The canal bypass was announced by the main international shipowners and certain oil tankers from December 16, 2023.
This bypass, however, remains partial and part of the fleets remain stationary, awaiting an improvement in security. The average number of ships over the period from December 22, 2023 to January 8, 2023 saw a drop of around 25%, falling to 54 ships/day.
The hope of a reestablishment of usual traffic is essentially based on the success of the “Guardian of Prosperity” operation launched on December 18 to ensure the free movement of goods.
Its objective is to put an end to bypasses and the resumption of part of the immobilized fleets by securing in particular the southern entrance to the Red Sea. Shipowners’ decisions therefore remain dependent on the effectiveness of this international response and can fluctuate quickly. Beyond security considerations, the additional cost of insurance premiums could fuel potential arbitration in favor of suspending passage on the canal. As shipowners’ preference remains partly conditioned on optimizing their costs, the Suez Canal Authority has announced a partial and temporary reduction in passage fees ranging from 30 to 75%.
Disruptions to traffic on the Suez Canal are helping to darken the outlook for an already crisis-ridden Egyptian economy. For the Egyptian economy, the canal is of crucial importance.

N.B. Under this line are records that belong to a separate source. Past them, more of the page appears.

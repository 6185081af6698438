//! Fundamental simulation types.

use serde::{Deserialize, Serialize};

/// Simulation time tracking.
#[derive(Debug, Clone, Copy, Default, Serialize, Deserialize)]
pub struct SimTime {
    /// Current tick number (increments by 1 each tick).
    pub tick: u64,
    /// Elapsed simulation time in seconds.
    pub elapsed_secs: f32,
}

impl SimTime {
    /// Seconds per tick at the fixed tick rate.
    pub fn dt(&self) -> f32 {
        crate::constants::DT
    }

    /// Advance by one tick.
    pub fn advance(&mut self) {
        self.tick += 1;
        self.elapsed_secs += self.dt();
    }
}

/// Normalize an angle into `[0, TAU)`.
pub fn wrap_angle(angle: f32) -> f32 {
    angle.rem_euclid(std::f32::consts::TAU)
}
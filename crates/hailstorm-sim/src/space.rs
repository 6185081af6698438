//! Spaces and the per-tick driver.
//!
//! A `Space` is one self-contained simulation: it owns its seeded RNG, its
//! pools, its systems, and its spawn rules. One tick runs the system list in
//! the configured order, then advances time. The `SpaceManager` updates its
//! spaces in insertion order.

use rand::SeedableRng;
use rand_chacha::ChaCha8Rng;

use hailstorm_core::archetype::PoolArchetype;
use hailstorm_core::types::SimTime;

use crate::error::{SimError, SimResult};
use crate::pool_manager::{ArchetypeManager, PoolManager};
use crate::registry::ComponentRegistry;
use crate::spawn::SpawnRuleSet;
use crate::system::{SystemManager, TickContext};

/// Couples the pool collection, the system roster, and the spawn rules, and
/// keeps system subscriptions in step with pool lifecycle.
#[derive(Default)]
pub struct ObjectManager {
    pools: PoolManager,
    systems: SystemManager,
    rules: SpawnRuleSet,
}

impl ObjectManager {
    pub fn new() -> Self {
        Self::default()
    }

    pub fn pools(&self) -> &PoolManager {
        &self.pools
    }

    pub fn pools_mut(&mut self) -> &mut PoolManager {
        &mut self.pools
    }

    pub fn systems_mut(&mut self) -> &mut SystemManager {
        &mut self.systems
    }

    pub fn rules_mut(&mut self) -> &mut SpawnRuleSet {
        &mut self.rules
    }

    /// Create a pool from an archetype and offer it to every system for
    /// subscription. Spawn rules holding per-slot state get sized for it.
    pub fn create_pool(
        &mut self,
        archetype: &PoolArchetype,
        registry: &ComponentRegistry,
    ) -> SimResult<()> {
        let pool = self.pools.create_pool(archetype, registry)?;
        let (name, capacity) = (pool.name().to_string(), pool.capacity());
        self.systems.subscribe_pool(pool);
        self.rules.sync_spawner_capacity(&name, capacity);
        Ok(())
    }

    /// Delete a pool, removing it from every system group first.
    pub fn delete_pool(&mut self, name: &str) -> bool {
        self.systems.unsubscribe_pool(name);
        self.pools.delete_pool(name)
    }

    pub fn delete_all_pools(&mut self) {
        let names: Vec<String> = self.pools.pool_names().map(String::from).collect();
        for name in &names {
            self.systems.unsubscribe_pool(name);
        }
        self.pools.delete_all_pools();
    }

    /// Run one tick's worth of systems.
    pub fn update(&mut self, rng: &mut ChaCha8Rng, time: SimTime) -> SimResult<()> {
        let mut ctx = TickContext {
            pools: &mut self.pools,
            rules: &mut self.rules,
            rng,
            time,
        };
        self.systems.update(&mut ctx)
    }
}

/// Configuration for a new space.
pub struct SpaceConfig {
    /// RNG seed for determinism. Same seed, same scene, same simulation.
    pub seed: u64,
}

impl Default for SpaceConfig {
    fn default() -> Self {
        SpaceConfig { seed: 42 }
    }
}

/// One self-contained simulation world.
pub struct Space {
    name: String,
    rng: ChaCha8Rng,
    time: SimTime,
    objects: ObjectManager,
}

impl Space {
    pub fn new(name: &str, config: SpaceConfig) -> Self {
        Space {
            name: name.to_string(),
            rng: ChaCha8Rng::seed_from_u64(config.seed),
            time: SimTime::default(),
            objects: ObjectManager::new(),
        }
    }

    pub fn name(&self) -> &str {
        &self.name
    }

    pub fn time(&self) -> SimTime {
        self.time
    }

    pub fn objects(&self) -> &ObjectManager {
        &self.objects
    }

    pub fn objects_mut(&mut self) -> &mut ObjectManager {
        &mut self.objects
    }

    /// Advance the space by one tick.
    pub fn update(&mut self) -> SimResult<()> {
        self.objects.update(&mut self.rng, self.time)?;
        self.time.advance();
        Ok(())
    }

    /// Replace the current scene: delete every pool, then create one pool
    /// per named archetype.
    pub fn load_scene(
        &mut self,
        pool_archetypes: &[&str],
        archetypes: &ArchetypeManager,
        registry: &ComponentRegistry,
    ) -> SimResult<()> {
        self.clear_scene();
        for name in pool_archetypes {
            let archetype = archetypes
                .get(name)
                .ok_or_else(|| SimError::UnknownPoolArchetype(name.to_string()))?;
            self.objects.create_pool(archetype, registry)?;
        }
        Ok(())
    }

    /// Tear down the current scene, deleting all pools.
    pub fn clear_scene(&mut self) {
        self.objects.delete_all_pools();
    }
}

/// Owns every live space; updates them in insertion order.
#[derive(Default)]
pub struct SpaceManager {
    spaces: Vec<Space>,
}

impl SpaceManager {
    pub fn new() -> Self {
        Self::default()
    }

    /// Add a space. A name collision keeps the existing space.
    pub fn add_space(&mut self, space: Space) {
        if self.get_space(space.name()).is_some() {
            log::warn!("space `{}` already exists; keeping the first", space.name());
            return;
        }
        self.spaces.push(space);
    }

    pub fn get_space(&self, name: &str) -> Option<&Space> {
        self.spaces.iter().find(|space| space.name() == name)
    }

    pub fn get_space_mut(&mut self, name: &str) -> Option<&mut Space> {
        self.spaces.iter_mut().find(|space| space.name() == name)
    }

    pub fn remove_space(&mut self, name: &str) -> bool {
        let before = self.spaces.len();
        self.spaces.retain(|space| space.name() != name);
        self.spaces.len() != before
    }

    /// Tick every space, in insertion order.
    pub fn update(&mut self) -> SimResult<()> {
        for space in &mut self.spaces {
            space.update()?;
        }
        Ok(())
    }
}
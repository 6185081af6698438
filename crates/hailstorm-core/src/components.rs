//! Component types stored in pools.
//!
//! Per-slot components live in densely packed arrays, one element per object
//! slot. Shared components are a single instance owned by the whole pool
//! (sprite, boundary box, spawner config).

use glam::Vec2;
use serde::{Deserialize, Serialize};

use crate::constants::NULL_HANDLE_INDEX;
use crate::spawn::SpawnInfo;

// ---- Per-slot components ----

/// World-space position.
#[derive(Debug, Clone, Copy, Default, PartialEq, Serialize, Deserialize)]
pub struct Position(pub Vec2);

/// Velocity in units/second.
#[derive(Debug, Clone, Copy, Default, PartialEq, Serialize, Deserialize)]
pub struct Velocity(pub Vec2);

impl Velocity {
    /// Heading in radians. Zero velocity reports a zero heading.
    pub fn angle(&self) -> f32 {
        self.0.y.atan2(self.0.x)
    }

    /// Speed magnitude (units/second).
    pub fn speed(&self) -> f32 {
        self.0.length()
    }
}

/// Sprite rotation in radians.
#[derive(Debug, Clone, Copy, Default, PartialEq, Serialize, Deserialize)]
pub struct Rotation {
    pub angle: f32,
}

/// Sprite scale. Defaults to 1x1.
#[derive(Debug, Clone, Copy, PartialEq, Serialize, Deserialize)]
pub struct Scale(pub Vec2);

impl Default for Scale {
    fn default() -> Self {
        Scale(Vec2::ONE)
    }
}

/// Texture sub-rectangle for the instanced quad draw call.
/// Defaults to the full texture.
#[derive(Debug, Clone, Copy, PartialEq, Serialize, Deserialize)]
pub struct TexCoords {
    pub offset: Vec2,
    pub extent: Vec2,
}

impl Default for TexCoords {
    fn default() -> Self {
        TexCoords {
            offset: Vec2::ZERO,
            extent: Vec2::ONE,
        }
    }
}

/// RGBA color multiplier. Defaults to opaque white (no tint).
#[derive(Debug, Clone, Copy, PartialEq, Serialize, Deserialize)]
pub struct ColorTint {
    pub red: f32,
    pub green: f32,
    pub blue: f32,
    pub alpha: f32,
}

impl Default for ColorTint {
    fn default() -> Self {
        ColorTint {
            red: 1.0,
            green: 1.0,
            blue: 1.0,
            alpha: 1.0,
        }
    }
}

/// Remaining lifetime in ticks. The cleanup system marks the object
/// destroyed when this reaches zero.
#[derive(Debug, Clone, Copy, Default, PartialEq, Eq, Serialize, Deserialize)]
pub struct Lifetime {
    pub remaining_ticks: u32,
}

/// Lazy-delete flag. The destruction system compacts marked objects out of
/// the pool at the end of the tick.
#[derive(Debug, Clone, Copy, Default, PartialEq, Eq, Serialize, Deserialize)]
pub struct Destructible {
    pub destroyed: bool,
}

/// Countdown until the next spawn batch fires for this spawner slot.
#[derive(Debug, Clone, Copy, Default, PartialEq, Eq, Serialize, Deserialize)]
pub struct SpawnTimer {
    pub ticks_remaining: u32,
    pub interval: u32,
}

/// Index of this slot's entry in the pool's handle directory.
#[derive(Debug, Clone, Copy, PartialEq, Eq, Serialize, Deserialize)]
pub struct HandleIndex {
    pub index: usize,
}

impl Default for HandleIndex {
    fn default() -> Self {
        HandleIndex {
            index: NULL_HANDLE_INDEX,
        }
    }
}

// ---- Shared components ----

/// Texture and draw-layer configuration shared by every object in a pool.
/// Batches are drawn in ascending layer order.
#[derive(Debug, Clone, Default, PartialEq, Serialize, Deserialize)]
pub struct Sprite {
    pub texture: String,
    pub layer: i32,
}

/// Axis-aligned play area for a pool. Objects outside it (plus margin) are
/// marked for destruction by the cleanup system.
#[derive(Debug, Clone, Copy, Default, PartialEq, Serialize, Deserialize)]
pub struct BoundaryBox {
    pub min: Vec2,
    pub max: Vec2,
}

impl BoundaryBox {
    pub fn contains(&self, point: Vec2, margin: f32) -> bool {
        point.x >= self.min.x - margin
            && point.x <= self.max.x + margin
            && point.y >= self.min.y - margin
            && point.y <= self.max.y + margin
    }
}

/// Spawner configuration shared by a pool: each entry describes one spawn
/// batch (destination, archetype, rules) this pool can emit.
#[derive(Debug, Clone, Default, Serialize, Deserialize)]
pub struct Spawner {
    pub spawns: Vec<SpawnInfo>,
}
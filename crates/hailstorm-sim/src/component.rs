//! Columnar component storage.
//!
//! A `ComponentArray<T>` is a densely packed array with exactly one element
//! per object slot in its pool; its length always equals the pool's
//! capacity. A `SharedComponent<T>` is a single instance owned by the whole
//! pool. Pools hold both behind object-safe traits so archetypes (pure data)
//! can materialize storage without compile-time knowledge of the concrete
//! component types.

use std::any::Any;
use std::ops::{Index, IndexMut};

use hailstorm_core::archetype::ComponentValue;
use hailstorm_core::components::Destructible;

/// Anything storable in a component array or shared component.
pub trait Component: Clone + Default + Send + Sync + 'static {}

impl<T: Clone + Default + Send + Sync + 'static> Component for T {}

/// Densely packed storage for one field group, one element per object slot.
#[derive(Debug)]
pub struct ComponentArray<T> {
    data: Vec<T>,
}

impl<T: Component> ComponentArray<T> {
    pub fn new(capacity: usize) -> Self {
        ComponentArray {
            data: vec![T::default(); capacity],
        }
    }

    pub fn capacity(&self) -> usize {
        self.data.len()
    }

    pub fn as_slice(&self) -> &[T] {
        &self.data
    }

    pub fn as_mut_slice(&mut self) -> &mut [T] {
        &mut self.data
    }
}

impl<T: Component> Index<usize> for ComponentArray<T> {
    type Output = T;

    fn index(&self, index: usize) -> &T {
        &self.data[index]
    }
}

impl<T: Component> IndexMut<usize> for ComponentArray<T> {
    fn index_mut(&mut self, index: usize) -> &mut T {
        &mut self.data[index]
    }
}

impl ComponentArray<Destructible> {
    /// Compact this array against its own destroyed flags. Runs last, after
    /// every other array in the pool has been compacted against the original
    /// flag contents.
    pub(crate) fn compact_self(&mut self, initial_alive_end: usize, end: usize) -> usize {
        let mut alive_end = initial_alive_end;
        for next_alive in initial_alive_end..end {
            if !self.data[next_alive].destroyed {
                self.data[alive_end] = self.data[next_alive];
                alive_end += 1;
            }
        }
        alive_end
    }
}

/// Object-safe view of a component array, used by pools and archetype
/// materialization.
pub trait ColumnDyn: Send + Sync {
    fn capacity(&self) -> usize;

    /// Clone the element at `source` into `destination`.
    fn clone_slot(&mut self, source: usize, destination: usize);

    /// Copy an archetype value into `destination`. Returns false when the
    /// value's type does not match the array's element type.
    fn load_value(&mut self, value: &dyn ComponentValue, destination: usize) -> bool;

    /// Stable in-place partition: pack elements whose slot is still alive
    /// (per `destroyed`) toward the front, preserving relative order.
    /// `initial_alive_end` is the first destroyed slot; everything before it
    /// is already in place. Returns the new alive end.
    fn handle_destructions(
        &mut self,
        destroyed: &ComponentArray<Destructible>,
        initial_alive_end: usize,
        end: usize,
    ) -> usize;

    fn as_any(&self) -> &dyn Any;
    fn as_any_mut(&mut self) -> &mut dyn Any;
}

impl<T: Component> ColumnDyn for ComponentArray<T> {
    fn capacity(&self) -> usize {
        self.data.len()
    }

    fn clone_slot(&mut self, source: usize, destination: usize) {
        if source != destination {
            let value = self.data[source].clone();
            self.data[destination] = value;
        }
    }

    fn load_value(&mut self, value: &dyn ComponentValue, destination: usize) -> bool {
        match value.as_any().downcast_ref::<T>() {
            Some(value) => {
                self.data[destination] = value.clone();
                true
            }
            None => false,
        }
    }

    fn handle_destructions(
        &mut self,
        destroyed: &ComponentArray<Destructible>,
        initial_alive_end: usize,
        end: usize,
    ) -> usize {
        let mut alive_end = initial_alive_end;
        for next_alive in initial_alive_end..end {
            if !destroyed[next_alive].destroyed {
                self.clone_slot(next_alive, alive_end);
                alive_end += 1;
            }
        }
        alive_end
    }

    fn as_any(&self) -> &dyn Any {
        self
    }

    fn as_any_mut(&mut self) -> &mut dyn Any {
        self
    }
}

/// One field-group instance shared by every object in a pool.
pub struct SharedComponent<T> {
    value: T,
}

impl<T: Component> SharedComponent<T> {
    pub fn new(value: T) -> Self {
        SharedComponent { value }
    }

    pub fn get(&self) -> &T {
        &self.value
    }

    pub fn get_mut(&mut self) -> &mut T {
        &mut self.value
    }
}

/// Object-safe view of a shared component.
pub trait SharedDyn: Send + Sync {
    /// Overwrite the value from an archetype's initializer. Returns false
    /// when the initializer's type does not match.
    fn assign_value(&mut self, value: &dyn ComponentValue) -> bool;

    fn as_any(&self) -> &dyn Any;
    fn as_any_mut(&mut self) -> &mut dyn Any;
}

impl<T: Component> SharedDyn for SharedComponent<T> {
    fn assign_value(&mut self, value: &dyn ComponentValue) -> bool {
        match value.as_any().downcast_ref::<T>() {
            Some(value) => {
                self.value = value.clone();
                true
            }
            None => false,
        }
    }

    fn as_any(&self) -> &dyn Any {
        self
    }

    fn as_any_mut(&mut self) -> &mut dyn Any {
        self
    }
}
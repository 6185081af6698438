//! Player movement.
//!
//! The core never polls devices; it consumes a boolean key-query interface
//! and writes velocity on pools tagged `Player`. Holding the focus key
//! switches to the slower, precise movement speed.

use glam::Vec2;

use hailstorm_core::components::Velocity;
use hailstorm_core::constants::{PLAYER_FOCUS_SPEED, PLAYER_SPEED};

use crate::error::SimResult;
use crate::system::{update_pool_group, PoolGroups, PoolType, System, TickContext};

/// Keys the simulation core cares about.
#[derive(Debug, Clone, Copy, PartialEq, Eq, Hash)]
pub enum Key {
    Up,
    Down,
    Left,
    Right,
    Focus,
    Shoot,
}

/// Input query interface supplied by the shell. The core only ever asks
/// questions; polling and event pumping happen elsewhere.
pub trait InputSource: Send {
    fn key_is_down(&self, key: Key) -> bool;

    /// True only on the tick the key went down.
    fn key_triggered(&self, key: Key) -> bool;
}

const PLAYER_POOLS: &str = "player_pools";

pub struct PlayerSystem {
    groups: PoolGroups,
    input: Box<dyn InputSource>,
}

impl PlayerSystem {
    pub fn new(input: Box<dyn InputSource>) -> Self {
        let mut groups = PoolGroups::new();
        groups.add_group(
            PLAYER_POOLS,
            PoolType::new().with_array("Velocity").with_tag("Player"),
        );
        PlayerSystem { groups, input }
    }
}

impl System for PlayerSystem {
    fn pool_groups(&mut self) -> &mut PoolGroups {
        &mut self.groups
    }

    fn update(&mut self, ctx: &mut TickContext<'_>) -> SimResult<()> {
        let mut axis = Vec2::ZERO;
        if self.input.key_is_down(Key::Right) {
            axis.x += 1.0;
        }
        if self.input.key_is_down(Key::Left) {
            axis.x -= 1.0;
        }
        if self.input.key_is_down(Key::Up) {
            axis.y += 1.0;
        }
        if self.input.key_is_down(Key::Down) {
            axis.y -= 1.0;
        }

        let speed = if self.input.key_is_down(Key::Focus) {
            PLAYER_FOCUS_SPEED
        } else {
            PLAYER_SPEED
        };
        let velocity = axis.normalize_or_zero() * speed;

        update_pool_group(&self.groups, PLAYER_POOLS, ctx.pools, |pool| {
            let size = pool.size();
            let velocities = pool.component_array_mut::<Velocity>("Velocity")?;
            for slot in 0..size {
                velocities[slot] = Velocity(velocity);
            }
            Ok(())
        })
    }
}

The country’s third largest foreign currency income, its revenues amount to USD 8.8 billion in 2022/23, or 2.2% of GDP. Additional pressures therefore, in a country already faced with growing tensions on its two main foreign exchange income, tourism and transfers from the diaspora. If traffic falls by 25% for an entire month, these disruptions in the Red Sea could represent a shortfall of around USD 300 million. Furthermore, these instabilities reinforce the wait-and-see attitude of foreign investors, already worried about the fragilities of the Egyptian economy, including on the capital markets.
If the situation were to persist, its consequences would also thwart Egypt’s efforts to strengthen its positioning as a logistics, industrial and energy hub. would also include Egypt’s efforts to strengthen its positioning as a logistics, industrial and energy hub.